Material to process: Begin

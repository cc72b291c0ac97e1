//! Notification selection rules.
//!
//! Deterministic decisions about what a run reports: which events are worth
//! listing, whether a notification is sent at all, and the summary line.

use crate::core::types::{ClaimStatus, NotificationEvent};

/// Events worth listing (everything except `existed`).
pub fn reportable(events: &[NotificationEvent]) -> Vec<NotificationEvent> {
    events
        .iter()
        .filter(|event| event.status != ClaimStatus::Existed)
        .cloned()
        .collect()
}

/// A run notifies only when something was claimed or failed.
pub fn should_notify(events: &[NotificationEvent]) -> bool {
    events.iter().any(|event| event.status.is_noteworthy())
}

/// One-line summary, e.g. `store (alice): 1 claimed, 0 failed of 3 offers`.
pub fn summary_line(provider: &str, user: Option<&str>, events: &[NotificationEvent]) -> String {
    let claimed = count(events, ClaimStatus::Claimed);
    let failed = count(events, ClaimStatus::Failed);
    format!(
        "{}: {claimed} claimed, {failed} failed of {} offers",
        header(provider, user),
        events.len()
    )
}

/// `provider (user)` or just `provider` when the user is not known yet.
pub fn header(provider: &str, user: Option<&str>) -> String {
    match user {
        Some(user) => format!("{provider} ({user})"),
        None => provider.to_string(),
    }
}

/// Failure message for an aborted run: first line of the error only.
pub fn failure_line(provider: &str, error: &str) -> String {
    let first = error.lines().next().unwrap_or_default().trim();
    format!("{provider} failed: {first}")
}

fn count(events: &[NotificationEvent], status: ClaimStatus) -> usize {
    events.iter().filter(|event| event.status == status).count()
}
#[cfg(test)]
mod tests {
    use super::*;
    use crate::core::types::ClaimStatus;
    use crate::io::config::Account;
    use crate::session::LoginSettings;
    use crate::test_support::{RecordingNotifier, ScriptedDriver, ScriptedPrompter, offer};

    struct Fixture {
        _temp: tempfile::TempDir,
        ledger: Ledger,
        session: Session,
        sessions: SessionManager,
        sink: RecordingNotifier,
        alerts: Arc<Alerts>,
        shots: PathBuf,
    }

    fn fixture() -> Fixture {
        let temp = tempfile::tempdir().expect("tempdir");
        let ledger = Ledger::open(&temp.path().join("store.json")).expect("ledger");
        let sink = RecordingNotifier::default();
        let alerts = Arc::new(Alerts::new(None, Arc::new(sink.clone())));
        let sessions = SessionManager::new(
            "store",
            Account::default(),
            6,
            LoginSettings {
                headless: true,
                step_timeout: Duration::from_secs(5),
                login_timeout: Duration::from_secs(10),
                wait_for_manual_login: false,
                max_login_attempts: 1,
            },
            None,
            alerts.clone(),
        );
        let shots = temp.path().join("shots");
        Fixture {
            _temp: temp,
            ledger,
            session: Session::new("store"),
            sessions,
            sink,
            alerts,
            shots,
        }
    }

    fn settings(fx: &Fixture) -> ClaimSettings {
        ClaimSettings {
            headless: true,
            dry_run: false,
            confirm_claims: false,
            step_timeout: Duration::from_secs(5),
            interaction_timeout: Duration::from_secs(10),
            max_reauth_attempts: 1,
            screenshots_dir: Some(fx.shots.clone()),
        }
    }

    fn machine(fx: &Fixture, settings: ClaimSettings) -> ClaimMachine {
        ClaimMachine::new("store", settings, None, None, fx.alerts.clone())
    }

    async fn run(
        fx: &mut Fixture,
        machine: &ClaimMachine,
        driver: &mut ScriptedDriver,
        id: &str,
    ) -> ClaimOutcome {
        machine
            .claim(&offer(id), &mut fx.session, &mut fx.ledger, driver, &fx.sessions)
            .await
            .expect("claim")
    }

    fn stored(outcome: &ClaimOutcome) -> ClaimStatus {
        match outcome {
            ClaimOutcome::Resolved { transition, .. } => transition.stored,
            ClaimOutcome::NeedsBase => panic!("expected a resolved outcome"),
        }
    }

    #[tokio::test]
    async fn claimable_offer_is_claimed_and_committed() {
        let mut fx = fixture();
        let m = machine(&fx, settings(&fx));
        let mut driver = ScriptedDriver::new()
            .classify("g1", vec![Some(Signal::Claimable)])
            .claim_signals("g1", vec![Some(Signal::ClaimSucceeded)]);
        let outcome = run(&mut fx, &m, &mut driver, "g1").await;
        assert_eq!(stored(&outcome), ClaimStatus::Claimed);
        assert!(!fx.ledger.is_dirty());
        assert!(fx.ledger.path().exists());
    }

    #[tokio::test]
    async fn dry_run_skips_without_claiming() {
        let mut fx = fixture();
        let mut s = settings(&fx);
        s.dry_run = true;
        let m = machine(&fx, s);
        let mut driver = ScriptedDriver::new().classify("g1", vec![Some(Signal::Claimable)]);
        let handle = driver.handle();
        let outcome = run(&mut fx, &m, &mut driver, "g1").await;
        assert_eq!(stored(&outcome), ClaimStatus::Skipped);
        assert!(!handle.calls().iter().any(|c| c.starts_with("claim:")));
    }

    #[tokio::test]
    async fn declined_confirmation_skips() {
        let mut fx = fixture();
        let mut s = settings(&fx);
        s.confirm_claims = true;
        let prompter: Arc<dyn Prompter> = Arc::new(ScriptedPrompter::new(vec![Some("n".to_string())]));
        let m = ClaimMachine::new("store", s, None, Some(prompter), fx.alerts.clone());
        let mut driver = ScriptedDriver::new().classify("g1", vec![Some(Signal::Claimable)]);
        let outcome = run(&mut fx, &m, &mut driver, "g1").await;
        assert_eq!(stored(&outcome), ClaimStatus::Skipped);
    }

    #[tokio::test(start_paused = true)]
    async fn silent_classification_fails_within_step_timeout() {
        let mut fx = fixture();
        let m = machine(&fx, settings(&fx));
        let mut driver = ScriptedDriver::new().classify("g1", vec![None]);
        let started = Instant::now();
        let outcome = run(&mut fx, &m, &mut driver, "g1").await;
        assert_eq!(stored(&outcome), ClaimStatus::Failed);
        assert!(started.elapsed() <= Duration::from_secs(6));
        match outcome {
            ClaimOutcome::Resolved { error, .. } => {
                assert!(matches!(error, Some(EngineError::ClassificationTimeout { .. })));
            }
            ClaimOutcome::NeedsBase => panic!("unexpected"),
        }
    }

    #[tokio::test(start_paused = true)]
    async fn claim_error_fails_and_requests_screenshot() {
        let mut fx = fixture();
        let m = machine(&fx, settings(&fx));
        let mut driver = ScriptedDriver::new()
            .classify("g1", vec![Some(Signal::Claimable)])
            .claim_signals("g1", vec![Some(Signal::ClaimError)]);
        let handle = driver.handle();
        let outcome = run(&mut fx, &m, &mut driver, "g1").await;
        assert_eq!(stored(&outcome), ClaimStatus::Failed);
        assert!(handle.calls().iter().any(|c| c.starts_with("screenshot:")));
    }

    #[tokio::test(start_paused = true)]
    async fn captcha_is_reported_once_then_unresolved() {
        let mut fx = fixture();
        let m = machine(&fx, settings(&fx));
        let mut driver = ScriptedDriver::new()
            .classify("g1", vec![Some(Signal::Claimable)])
            .claim_signals("g1", vec![Some(Signal::CaptchaShown), None]);
        let outcome = run(&mut fx, &m, &mut driver, "g1").await;
        assert_eq!(stored(&outcome), ClaimStatus::Failed);
        match outcome {
            ClaimOutcome::Resolved { error, .. } => {
                assert!(matches!(error, Some(EngineError::CaptchaUnresolved { .. })));
            }
            ClaimOutcome::NeedsBase => panic!("unexpected"),
        }
        assert_eq!(fx.sink.sent().len(), 1);
    }

    #[tokio::test]
    async fn captcha_then_success_still_claims() {
        let mut fx = fixture();
        let m = machine(&fx, settings(&fx));
        let mut driver = ScriptedDriver::new()
            .classify("g1", vec![Some(Signal::Claimable)])
            .claim_signals("g1", vec![Some(Signal::CaptchaShown), Some(Signal::ClaimSucceeded)]);
        let outcome = run(&mut fx, &m, &mut driver, "g1").await;
        assert_eq!(stored(&outcome), ClaimStatus::Claimed);
    }

    #[tokio::test]
    async fn region_lock_and_base_requirement() {
        let mut fx = fixture();
        let m = machine(&fx, settings(&fx));
        let mut driver = ScriptedDriver::new()
            .classify("r", vec![Some(Signal::UnavailableInRegion)])
            .classify("d", vec![Some(Signal::RequiresBaseGame)]);
        let outcome = run(&mut fx, &m, &mut driver, "r").await;
        assert_eq!(stored(&outcome), ClaimStatus::UnavailableRegion);
        let outcome = run(&mut fx, &m, &mut driver, "d").await;
        assert!(matches!(outcome, ClaimOutcome::NeedsBase));
        assert_eq!(fx.ledger.status("default", "d"), None);
    }

    #[tokio::test]
    async fn session_loss_reauthenticates_then_fails_when_exhausted() {
        let mut fx = fixture();
        let m = machine(&fx, settings(&fx));
        let mut driver = ScriptedDriver::new()
            .signed_in(&[true])
            .classify("g1", vec![Some(Signal::SignedOut), Some(Signal::SignedOut)]);
        let outcome = run(&mut fx, &m, &mut driver, "g1").await;
        match outcome {
            ClaimOutcome::Resolved { transition, error } => {
                assert_eq!(transition.stored, ClaimStatus::Failed);
                assert!(matches!(error, Some(EngineError::SessionLost { attempts: 1, .. })));
            }
            ClaimOutcome::NeedsBase => panic!("unexpected"),
        }
    }

    #[tokio::test]
    async fn session_loss_recovers_after_reauthentication() {
        let mut fx = fixture();
        let m = machine(&fx, settings(&fx));
        let mut driver = ScriptedDriver::new()
            .signed_in(&[true])
            .classify("g1", vec![Some(Signal::SignedOut), Some(Signal::InLibrary)]);
        let outcome = run(&mut fx, &m, &mut driver, "g1").await;
        assert_eq!(stored(&outcome), ClaimStatus::Existed);
    }

    #[tokio::test]
    async fn failed_reauthentication_fails_the_offer() {
        let mut fx = fixture();
        let m = machine(&fx, settings(&fx));
        let mut driver = ScriptedDriver::new().classify("g1", vec![Some(Signal::SignedOut)]);
        let handle = driver.handle();
        let outcome = run(&mut fx, &m, &mut driver, "g1").await;
        match outcome {
            ClaimOutcome::Resolved { transition, error } => {
                assert_eq!(transition.stored, ClaimStatus::Failed);
                assert!(matches!(error, Some(EngineError::SessionLost { attempts: 1, .. })));
            }
            ClaimOutcome::NeedsBase => panic!("unexpected"),
        }
        assert!(!fx.ledger.is_dirty());
        assert_eq!(handle.count("classify:g1"), 1);
    }

    #[tokio::test]
    async fn owned_after_failure_becomes_manual() {
        let mut fx = fixture();
        let m = machine(&fx, settings(&fx));
        let mut driver = ScriptedDriver::new()
            .classify("g2", vec![Some(Signal::Claimable), Some(Signal::InLibrary)])
            .claim_signals("g2", vec![Some(Signal::ClaimError)]);
        assert_eq!(stored(&run(&mut fx, &m, &mut driver, "g2").await), ClaimStatus::Failed);
        assert_eq!(stored(&run(&mut fx, &m, &mut driver, "g2").await), ClaimStatus::Manual);
    }
}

Material to process: End

**Exercise directions:** Your answer should hold every line of the entries that contains the string "RecordingNotifier".

**Output for this exercise:**
    use crate::test_support::{RecordingNotifier, ScriptedDriver, ScriptedPrompter, offer};
        sink: RecordingNotifier,
        let sink = RecordingNotifier::default();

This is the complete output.